WORK ITEM: A verbatim copy of the data below is the required output.

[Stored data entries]
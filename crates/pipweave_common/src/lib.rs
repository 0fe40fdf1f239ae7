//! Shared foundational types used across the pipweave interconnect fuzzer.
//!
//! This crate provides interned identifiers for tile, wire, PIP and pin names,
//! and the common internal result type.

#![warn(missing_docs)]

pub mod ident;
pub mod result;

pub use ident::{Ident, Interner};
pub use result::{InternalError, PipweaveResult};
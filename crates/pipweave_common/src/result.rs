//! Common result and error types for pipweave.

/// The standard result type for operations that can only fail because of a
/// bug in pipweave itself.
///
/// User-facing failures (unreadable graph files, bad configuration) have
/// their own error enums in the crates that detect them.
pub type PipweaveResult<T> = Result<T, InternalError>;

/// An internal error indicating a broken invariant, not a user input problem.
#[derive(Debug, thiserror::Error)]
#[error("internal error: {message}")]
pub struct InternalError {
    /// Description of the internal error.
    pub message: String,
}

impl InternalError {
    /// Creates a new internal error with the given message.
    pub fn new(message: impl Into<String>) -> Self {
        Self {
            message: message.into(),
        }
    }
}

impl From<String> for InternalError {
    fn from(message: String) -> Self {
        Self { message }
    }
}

THE COMPLETED TASK:
filename crates/pipweave_common/src/lib.rs
repository 0fe40fdf1f239ae7
//! Shared foundational types used across the pipweave interconnect fuzzer.
//!
//! This crate provides interned identifiers for tile, wire, PIP and pin names,
//! and the common internal result type.

#![warn(missing_docs)]

pub mod ident;
pub mod result;

pub use ident::{Ident, Interner};
pub use result::{InternalError, PipweaveResult};
filename crates/pipweave_common/src/result.rs
//! Common result and error types for pipweave.

/// The standard result type for operations that can only fail because of a
/// bug in pipweave itself.
///
/// User-facing failures (unreadable graph files, bad configuration) have
/// their own error enums in the crates that detect them.
pub type PipweaveResult<T> = Result<T, InternalError>;

/// An internal error indicating a broken invariant, not a user input problem.
#[derive(Debug, thiserror::Error)]
#[error("internal error: {message}")]
pub struct InternalError {
    /// Description of the internal error.
    pub message: String,
}

impl InternalError {
    /// Creates a new internal error with the given message.
    pub fn new(message: impl Into<String>) -> Self {
        Self {
            message: message.into(),
        }
    }
}

impl From<String> for InternalError {
    fn from(message: String) -> Self {
        Self { message }
    }
}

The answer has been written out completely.